YOUR TASK >> What lines in this listing contain the string "trunk"? Report each one by copying it.

EXTRACTED DATA >>

━━━━━━━━━━

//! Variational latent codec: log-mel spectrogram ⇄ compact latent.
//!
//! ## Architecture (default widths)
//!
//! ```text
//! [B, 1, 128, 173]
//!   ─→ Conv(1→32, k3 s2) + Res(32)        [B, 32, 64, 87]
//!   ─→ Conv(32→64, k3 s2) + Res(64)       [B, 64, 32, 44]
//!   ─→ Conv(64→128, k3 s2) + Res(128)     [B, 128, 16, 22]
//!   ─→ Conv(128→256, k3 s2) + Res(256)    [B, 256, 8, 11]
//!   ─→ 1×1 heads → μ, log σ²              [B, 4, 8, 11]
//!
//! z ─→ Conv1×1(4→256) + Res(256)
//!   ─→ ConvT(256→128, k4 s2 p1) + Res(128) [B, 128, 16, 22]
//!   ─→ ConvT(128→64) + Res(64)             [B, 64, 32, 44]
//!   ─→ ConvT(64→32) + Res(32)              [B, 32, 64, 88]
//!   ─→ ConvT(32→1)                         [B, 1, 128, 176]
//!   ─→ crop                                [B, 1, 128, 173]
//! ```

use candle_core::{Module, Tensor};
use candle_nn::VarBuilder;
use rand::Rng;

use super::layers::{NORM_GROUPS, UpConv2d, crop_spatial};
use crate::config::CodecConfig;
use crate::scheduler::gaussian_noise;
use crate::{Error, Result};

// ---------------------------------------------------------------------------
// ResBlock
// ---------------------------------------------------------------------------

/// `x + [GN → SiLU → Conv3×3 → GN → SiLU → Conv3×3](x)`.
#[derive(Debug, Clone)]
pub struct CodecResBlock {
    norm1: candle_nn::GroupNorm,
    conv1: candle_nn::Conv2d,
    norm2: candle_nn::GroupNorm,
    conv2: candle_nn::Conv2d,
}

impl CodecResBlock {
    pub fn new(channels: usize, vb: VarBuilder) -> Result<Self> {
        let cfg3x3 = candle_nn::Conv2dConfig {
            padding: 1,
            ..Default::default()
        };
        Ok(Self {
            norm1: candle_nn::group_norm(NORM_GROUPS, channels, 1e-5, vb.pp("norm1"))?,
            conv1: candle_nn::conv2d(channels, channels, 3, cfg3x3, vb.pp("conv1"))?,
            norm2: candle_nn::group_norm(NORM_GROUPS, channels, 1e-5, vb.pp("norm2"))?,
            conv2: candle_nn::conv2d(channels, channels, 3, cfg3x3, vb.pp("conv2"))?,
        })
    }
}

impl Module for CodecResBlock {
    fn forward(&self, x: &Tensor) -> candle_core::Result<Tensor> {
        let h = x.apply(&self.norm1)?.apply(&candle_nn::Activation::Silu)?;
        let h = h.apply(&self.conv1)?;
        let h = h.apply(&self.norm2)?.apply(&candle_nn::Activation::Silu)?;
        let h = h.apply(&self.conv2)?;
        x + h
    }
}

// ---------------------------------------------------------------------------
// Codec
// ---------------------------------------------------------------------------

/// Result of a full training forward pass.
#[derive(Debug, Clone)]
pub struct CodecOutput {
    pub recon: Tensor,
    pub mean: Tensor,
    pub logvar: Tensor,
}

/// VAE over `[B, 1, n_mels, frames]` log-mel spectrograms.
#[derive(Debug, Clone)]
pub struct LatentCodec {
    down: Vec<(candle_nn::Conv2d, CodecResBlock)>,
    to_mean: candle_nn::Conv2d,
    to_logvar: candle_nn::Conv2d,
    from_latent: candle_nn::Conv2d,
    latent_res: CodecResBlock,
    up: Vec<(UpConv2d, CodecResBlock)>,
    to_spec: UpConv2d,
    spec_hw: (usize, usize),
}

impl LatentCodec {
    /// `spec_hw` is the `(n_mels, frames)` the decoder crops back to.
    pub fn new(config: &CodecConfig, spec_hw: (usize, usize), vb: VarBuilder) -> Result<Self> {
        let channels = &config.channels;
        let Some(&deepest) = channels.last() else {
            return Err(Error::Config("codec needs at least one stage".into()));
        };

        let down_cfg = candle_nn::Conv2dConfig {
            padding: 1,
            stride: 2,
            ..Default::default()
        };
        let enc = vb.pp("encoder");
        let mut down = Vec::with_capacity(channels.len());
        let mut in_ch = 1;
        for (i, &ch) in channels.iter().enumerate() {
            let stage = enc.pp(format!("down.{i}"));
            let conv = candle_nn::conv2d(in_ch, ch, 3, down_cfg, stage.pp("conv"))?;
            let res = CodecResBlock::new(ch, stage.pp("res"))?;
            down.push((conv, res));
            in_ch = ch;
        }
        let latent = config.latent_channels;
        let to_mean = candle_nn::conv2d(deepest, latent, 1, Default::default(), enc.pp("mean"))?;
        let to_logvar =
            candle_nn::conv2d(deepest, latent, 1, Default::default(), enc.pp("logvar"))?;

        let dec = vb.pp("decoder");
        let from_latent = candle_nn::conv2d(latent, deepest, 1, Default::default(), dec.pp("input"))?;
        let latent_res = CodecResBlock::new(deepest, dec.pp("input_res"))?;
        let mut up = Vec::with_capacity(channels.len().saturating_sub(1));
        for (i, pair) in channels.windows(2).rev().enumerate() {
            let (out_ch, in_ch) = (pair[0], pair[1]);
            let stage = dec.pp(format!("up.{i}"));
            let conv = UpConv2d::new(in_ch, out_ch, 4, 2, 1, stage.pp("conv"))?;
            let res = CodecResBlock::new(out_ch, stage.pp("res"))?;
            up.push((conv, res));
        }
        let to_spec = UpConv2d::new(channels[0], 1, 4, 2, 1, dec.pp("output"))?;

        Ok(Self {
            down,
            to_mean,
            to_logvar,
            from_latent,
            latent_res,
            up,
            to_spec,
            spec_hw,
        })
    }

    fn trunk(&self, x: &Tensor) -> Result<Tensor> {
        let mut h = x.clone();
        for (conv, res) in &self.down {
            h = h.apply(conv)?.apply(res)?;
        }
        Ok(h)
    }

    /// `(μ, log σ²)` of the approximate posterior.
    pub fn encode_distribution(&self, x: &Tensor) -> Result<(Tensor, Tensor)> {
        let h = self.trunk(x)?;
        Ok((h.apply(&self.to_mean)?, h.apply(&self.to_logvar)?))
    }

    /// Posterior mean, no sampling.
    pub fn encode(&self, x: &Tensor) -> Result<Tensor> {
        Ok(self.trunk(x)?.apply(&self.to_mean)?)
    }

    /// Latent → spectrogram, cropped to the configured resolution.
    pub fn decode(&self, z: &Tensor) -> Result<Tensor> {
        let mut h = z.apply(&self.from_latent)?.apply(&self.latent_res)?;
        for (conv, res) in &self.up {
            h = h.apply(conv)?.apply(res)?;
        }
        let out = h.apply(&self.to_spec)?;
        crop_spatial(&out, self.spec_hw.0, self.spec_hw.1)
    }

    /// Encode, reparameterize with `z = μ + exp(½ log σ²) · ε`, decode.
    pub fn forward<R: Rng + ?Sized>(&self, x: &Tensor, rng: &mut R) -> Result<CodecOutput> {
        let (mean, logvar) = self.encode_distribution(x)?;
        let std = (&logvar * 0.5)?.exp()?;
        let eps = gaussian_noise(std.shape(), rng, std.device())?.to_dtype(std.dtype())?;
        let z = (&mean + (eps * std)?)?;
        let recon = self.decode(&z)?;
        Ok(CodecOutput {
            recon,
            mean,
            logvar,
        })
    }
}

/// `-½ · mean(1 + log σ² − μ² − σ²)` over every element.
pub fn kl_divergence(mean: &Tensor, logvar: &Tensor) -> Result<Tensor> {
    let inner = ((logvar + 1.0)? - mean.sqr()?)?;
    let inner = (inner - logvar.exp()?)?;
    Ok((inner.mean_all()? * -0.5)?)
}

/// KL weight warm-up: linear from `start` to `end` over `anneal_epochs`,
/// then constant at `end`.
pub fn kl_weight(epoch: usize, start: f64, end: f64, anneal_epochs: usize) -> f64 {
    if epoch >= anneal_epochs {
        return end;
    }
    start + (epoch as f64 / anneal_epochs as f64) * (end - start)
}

━━━━━━━━━━

FINISHED TASK >>
    fn trunk(&self, x: &Tensor) -> Result<Tensor> {
        let h = self.trunk(x)?;
        Ok(self.trunk(x)?.apply(&self.to_mean)?)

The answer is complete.